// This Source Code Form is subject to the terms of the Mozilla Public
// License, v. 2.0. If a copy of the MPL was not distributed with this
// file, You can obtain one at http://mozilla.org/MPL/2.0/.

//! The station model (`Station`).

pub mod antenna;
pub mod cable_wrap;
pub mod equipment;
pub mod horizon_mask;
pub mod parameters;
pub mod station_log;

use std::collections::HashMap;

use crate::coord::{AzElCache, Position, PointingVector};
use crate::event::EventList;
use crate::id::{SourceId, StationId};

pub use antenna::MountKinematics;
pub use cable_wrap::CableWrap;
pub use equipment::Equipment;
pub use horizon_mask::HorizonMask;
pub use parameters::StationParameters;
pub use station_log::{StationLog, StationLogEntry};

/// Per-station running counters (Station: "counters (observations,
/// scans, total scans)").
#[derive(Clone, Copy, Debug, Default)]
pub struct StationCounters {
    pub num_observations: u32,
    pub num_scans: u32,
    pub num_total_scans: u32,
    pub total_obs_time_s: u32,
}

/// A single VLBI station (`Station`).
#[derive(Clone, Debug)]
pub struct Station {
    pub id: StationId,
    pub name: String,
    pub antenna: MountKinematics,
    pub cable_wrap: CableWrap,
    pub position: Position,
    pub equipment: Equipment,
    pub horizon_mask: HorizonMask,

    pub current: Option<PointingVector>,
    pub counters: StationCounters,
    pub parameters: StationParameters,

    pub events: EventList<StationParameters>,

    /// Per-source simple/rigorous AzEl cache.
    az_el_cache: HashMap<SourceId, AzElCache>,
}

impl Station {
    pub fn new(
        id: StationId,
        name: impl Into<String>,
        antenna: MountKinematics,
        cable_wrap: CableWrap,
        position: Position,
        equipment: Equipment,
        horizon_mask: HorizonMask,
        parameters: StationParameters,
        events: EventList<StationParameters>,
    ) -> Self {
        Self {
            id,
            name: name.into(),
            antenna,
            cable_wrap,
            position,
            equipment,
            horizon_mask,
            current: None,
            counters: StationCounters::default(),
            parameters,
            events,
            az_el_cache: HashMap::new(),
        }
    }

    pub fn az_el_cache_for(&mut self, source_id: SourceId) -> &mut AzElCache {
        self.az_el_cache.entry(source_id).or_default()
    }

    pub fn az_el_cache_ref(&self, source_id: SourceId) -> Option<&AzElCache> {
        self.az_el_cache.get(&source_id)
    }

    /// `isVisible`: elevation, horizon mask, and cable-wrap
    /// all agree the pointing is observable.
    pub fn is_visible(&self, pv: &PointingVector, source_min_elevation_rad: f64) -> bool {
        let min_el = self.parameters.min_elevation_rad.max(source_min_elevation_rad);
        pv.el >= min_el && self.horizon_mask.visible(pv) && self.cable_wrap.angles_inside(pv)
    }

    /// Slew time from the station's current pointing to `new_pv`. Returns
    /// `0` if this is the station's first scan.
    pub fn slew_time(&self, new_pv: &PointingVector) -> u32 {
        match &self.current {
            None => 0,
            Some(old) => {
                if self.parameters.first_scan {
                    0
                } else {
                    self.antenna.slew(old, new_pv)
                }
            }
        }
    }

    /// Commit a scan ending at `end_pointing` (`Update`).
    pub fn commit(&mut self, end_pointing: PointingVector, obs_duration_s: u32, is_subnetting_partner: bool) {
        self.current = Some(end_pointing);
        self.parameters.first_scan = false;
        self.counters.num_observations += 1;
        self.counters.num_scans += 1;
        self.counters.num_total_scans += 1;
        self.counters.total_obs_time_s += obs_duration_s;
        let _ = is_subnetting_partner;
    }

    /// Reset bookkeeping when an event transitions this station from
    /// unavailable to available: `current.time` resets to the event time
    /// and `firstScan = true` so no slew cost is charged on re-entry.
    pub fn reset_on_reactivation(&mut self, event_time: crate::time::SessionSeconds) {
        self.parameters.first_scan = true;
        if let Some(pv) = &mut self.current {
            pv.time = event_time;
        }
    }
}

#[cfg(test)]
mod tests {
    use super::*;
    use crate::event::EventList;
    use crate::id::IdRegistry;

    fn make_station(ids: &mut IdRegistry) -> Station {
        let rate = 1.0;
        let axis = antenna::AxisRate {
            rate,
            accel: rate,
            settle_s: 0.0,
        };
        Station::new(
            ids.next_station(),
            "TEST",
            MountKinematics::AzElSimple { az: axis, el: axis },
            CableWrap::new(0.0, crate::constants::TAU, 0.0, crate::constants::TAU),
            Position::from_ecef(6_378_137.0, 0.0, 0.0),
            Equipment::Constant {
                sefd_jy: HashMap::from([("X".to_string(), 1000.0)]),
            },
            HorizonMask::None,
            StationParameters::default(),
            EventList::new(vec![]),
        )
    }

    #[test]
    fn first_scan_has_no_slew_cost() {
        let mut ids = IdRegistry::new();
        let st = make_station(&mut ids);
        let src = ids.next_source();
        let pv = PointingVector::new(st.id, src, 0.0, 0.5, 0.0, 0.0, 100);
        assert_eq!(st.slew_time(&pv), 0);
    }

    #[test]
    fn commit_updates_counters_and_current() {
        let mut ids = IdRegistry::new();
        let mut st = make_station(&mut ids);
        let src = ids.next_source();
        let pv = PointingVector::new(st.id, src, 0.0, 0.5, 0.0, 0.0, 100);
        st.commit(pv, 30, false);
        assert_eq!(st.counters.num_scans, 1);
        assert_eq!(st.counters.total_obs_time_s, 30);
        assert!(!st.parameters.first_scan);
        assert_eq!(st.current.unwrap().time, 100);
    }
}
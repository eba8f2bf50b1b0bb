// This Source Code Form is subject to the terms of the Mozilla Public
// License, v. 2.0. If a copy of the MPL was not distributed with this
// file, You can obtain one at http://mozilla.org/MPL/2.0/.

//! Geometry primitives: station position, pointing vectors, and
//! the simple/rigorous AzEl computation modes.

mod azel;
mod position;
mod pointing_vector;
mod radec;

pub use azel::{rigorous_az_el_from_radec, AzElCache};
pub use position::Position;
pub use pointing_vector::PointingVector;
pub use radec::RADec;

------------------------------------------------------------

Report the number of lines in the entries that hold the word "false". Nothing else is wanted.

2